Mirar donde no se debe
El hombre de al lado
Argentina, 2009. Dirección: Mariano Cohn, Gastón Duprat. Guión: Andrés Duprat.Fotografía: Mariano Cohn, Gastón Duprat. Música: Sergio Pángaro. Montaje: Jerónimo Carranza. Intépretes: Rafael Spregelburd, Daniel Aráoz, Eugenia Alonso, Inés Budassi, Eugenio Scopel, Enrique Gagliesi. Duración: 100 minutos.
Una de las sensaciones de angustia que resalta tras la proyección de El hombre de al lado es la legitimación de la desigualdad por parte del excluido. Situación que se ratifica gradualmente desde un comportamiento de gestos pequeños, atentos, que si bien subrayan la diferencia entre los dos mundos en juego no dejan por ello de ser funcionales entre sí. Es un mismo sistema el que los nuclea y necesita.

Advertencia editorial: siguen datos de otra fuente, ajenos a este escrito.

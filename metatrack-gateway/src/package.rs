//! Deploy-package staging.
//!
//! A package is a scratch directory holding a rendered `package.xml` and,
//! depending on its shape, either the files of the members to deploy or a
//! `destructiveChanges.xml` naming the members to delete. A destructive
//! package carries an empty `package.xml` because the metadata API refuses a
//! deploy without one.

use std::fs;
use std::path::{Path, PathBuf};

use metatrack_core::TrackedObject;

use crate::error::{io_err, GatewayError};
use crate::manifest::{Manifest, ManifestRenderer};

pub const PACKAGE_MANIFEST: &str = "package.xml";
pub const DESTRUCTIVE_MANIFEST: &str = "destructiveChanges.xml";

/// One member staged into a package, with the repository paths of the files
/// that were copied for it.
#[derive(Debug, Clone, PartialEq, Eq)]
pub struct PackageEntry {
    pub object_type: String,
    pub full_name: String,
    pub files: Vec<String>,
}

#[derive(Debug, Clone)]
pub struct DeployPackage {
    dir: PathBuf,
    manifest: Manifest,
    entries: Vec<PackageEntry>,
    destructive: bool,
}

impl DeployPackage {
    /// Stage a package deleting `objects`.
    pub fn stage_destructive(
        dir: &Path,
        renderer: &ManifestRenderer,
        objects: &[TrackedObject],
    ) -> Result<Self, GatewayError> {
        ensure_dir(dir)?;
        let manifest = Manifest::from_objects(objects);
        write(&dir.join(PACKAGE_MANIFEST), &renderer.render(&Manifest::new())?)?;
        write(&dir.join(DESTRUCTIVE_MANIFEST), &renderer.render(&manifest)?)?;

        let entries = objects
            .iter()
            .map(|o| PackageEntry {
                object_type: o.object_type.clone(),
                full_name: o.full_name.clone(),
                files: vec![],
            })
            .collect();
        tracing::debug!(dir = %dir.display(), members = manifest.len(), "staged destructive package");
        Ok(Self {
            dir: dir.to_path_buf(),
            manifest,
            entries,
            destructive: true,
        })
    }

    /// Stage a package deploying `objects`, copying each primary file (and
    /// its companion, when one exists) out of the working copy at `source`.
    pub fn stage_additive(
        dir: &Path,
        renderer: &ManifestRenderer,
        source: &Path,
        objects: &[TrackedObject],
        companion_suffix: &str,
    ) -> Result<Self, GatewayError> {
        ensure_dir(dir)?;
        let mut entries = Vec::with_capacity(objects.len());
        for obj in objects {
            let mut files = Vec::new();
            for rel in [obj.file_path.clone(), obj.companion_path(companion_suffix)] {
                let from = source.join(&rel);
                if !from.is_file() {
                    continue;
                }
                let to = dir.join(&rel);
                if let Some(parent) = to.parent() {
                    ensure_dir(parent)?;
                }
                fs::copy(&from, &to).map_err(|e| io_err(&from, e))?;
                files.push(rel);
            }
            if files.is_empty() {
                tracing::warn!(object = %obj.full_name, path = %obj.file_path, "no files in working copy for member");
            }
            entries.push(PackageEntry {
                object_type: obj.object_type.clone(),
                full_name: obj.full_name.clone(),
                files,
            });
        }

        let manifest = Manifest::from_objects(objects);
        write(&dir.join(PACKAGE_MANIFEST), &renderer.render(&manifest)?)?;
        tracing::debug!(dir = %dir.display(), members = manifest.len(), "staged additive package");
        Ok(Self {
            dir: dir.to_path_buf(),
            manifest,
            entries,
            destructive: false,
        })
    }

    pub fn dir(&self) -> &Path {
        &self.dir
    }

    /// Members deployed (additive) or deleted (destructive).
    pub fn manifest(&self) -> &Manifest {
        &self.manifest
    }

    pub fn entries(&self) -> &[PackageEntry] {
        &self.entries
    }

    pub fn is_destructive(&self) -> bool {
        self.destructive
    }
}

fn ensure_dir(dir: &Path) -> Result<(), GatewayError> {
    fs::create_dir_all(dir).map_err(|e| io_err(dir, e))
}

fn write(path: &Path, contents: &str) -> Result<(), GatewayError> {
    fs::write(path, contents).map_err(|e| io_err(path, e))
}
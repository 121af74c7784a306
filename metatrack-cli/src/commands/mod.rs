pub mod env;
pub mod init;
pub mod integrate;
pub mod scan;

use std::path::{Path, PathBuf};

use anyhow::{Context, Result};
use metatrack_sync::SyncContext;

pub fn home() -> Result<PathBuf> {
    dirs::home_dir().context("could not determine home directory")
}

/// Settings, store, SCM backend and gateway for one invocation.
pub fn context(home: &Path) -> Result<SyncContext> {
    SyncContext::open(home).context("failed to load ~/.metatrack/config.yaml")
}
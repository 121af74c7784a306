//! Error types for metatrack-gateway.

use std::path::PathBuf;

use thiserror::Error;

/// All errors that can arise while talking to a metadata gateway.
#[derive(Debug, Error)]
pub enum GatewayError {
    /// Tera template engine error (manifest rendering).
    #[error("manifest template error: {0}")]
    Tera(#[from] tera::Error),

    /// JSON serialization error (tera context, mirror listings).
    #[error("JSON error: {0}")]
    Json(#[from] serde_json::Error),

    /// Filesystem error, annotated with the path involved.
    #[error("I/O error at {path}: {source}")]
    Io {
        path: PathBuf,
        #[source]
        source: std::io::Error,
    },

    /// The org could not be reached or authenticated against.
    #[error("cannot connect to org '{org}': {reason}")]
    Connection { org: String, reason: String },

    /// Listing one metadata type failed. Recoverable: gathering skips the type.
    #[error("failed to list {object_type}: {reason}")]
    Listing { object_type: String, reason: String },

    /// A manifest entry does not exist in the org.
    #[error("{object_type} '{full_name}' not found in org")]
    UnknownMember {
        object_type: String,
        full_name: String,
    },
}

pub(crate) fn io_err(path: impl Into<PathBuf>, source: std::io::Error) -> GatewayError {
    GatewayError::Io {
        path: path.into(),
        source,
    }
}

Todo esto desde una síntesis dual: son dos vecinos. Uno de ellos es Leonardo (Rafael Spregelburd), diseñador de éxito internacional, de familia plástica, con esposa dedicada a la docencia de la relajación mental hueca, y una niña con auriculares adheridos y baile sonámbulo. El otro es Víctor (Daniel Aráoz), cordobés, soltero o algo así, la mirada torva. Rompe su pared con el fin de lograr el paso del sol a través de una ventana. “Solo unos rayitos de ese sol que vos tenés”, le dice a Leonardo, pleno de ventanales y de aire, pero con intimidad y privacidad ahora afectadas. Son dos ventanas enfrentadas, dos las maneras de mirar el mundo a través de ellas.
Los golpes sobre la pared perturban la concentración de diseño internacional de Leonardo, tanto como la paz mental y laboral de su esposa o el disfrute musical, atonal e imbécil, con sus amigos. Golpes que son el preludio de un temor que anida. Motivo de sospechas, de miedos, de curiosidades. Pero también oportunidad para ver qué es lo que hace el vecino por la noche.
El escenario en el que El hombre de al lado se filmó es genial, porque se trata de la única casa que, construida en la ciudad de La Plata, Le Corbusier diseñara en toda América. Motivo por el cual Leonardo es asediado una vez y otra por curiosos y estudiantes. Y si bien sus protestas se dejan escuchar –los botones de pánico parecen ser su elección mejor- no deja de resultar una situación acorde con sus maneras snobs, con su gusto por la notoriedad. Notoriedad que no deja de ser, a su vez, más que una construcción de imágenes publicitarias, sillas imposibles, y programas televisivos de poses extravagantes.
Mientras Leonardo puede pasar horas despreciando el diseño defectuoso de un prototipo de silla de estudiante, Víctor es capaz de diseñar una ventana enorme con marcos de madera común, bien común. También de sostener sobre ella sus proezas de alcohol y sexo, además de improvisarla como escenario de miniaturas –perversas miniaturas- que hacen las delicias de la hija de Leonardo. Puede también señalar que no conviene ir al bar de la esquina, porque “está lleno de negros”. Baila como loco, esculpe como un León Ferrari (más) desbocado, y pretende ser parte de lo que se le niega.
En El hombre de al lado no hay embelesamiento desde ninguna de las dos partes. El personaje al cual remite el título, de hecho, puede ser cualquiera de ellos. De lo que se trata, en última instancia, es de unos rayitos de sol negados. Capaces de desencadenar una problemática de desenlace inevitable. El sol, entonces, que siga iluminando donde debe.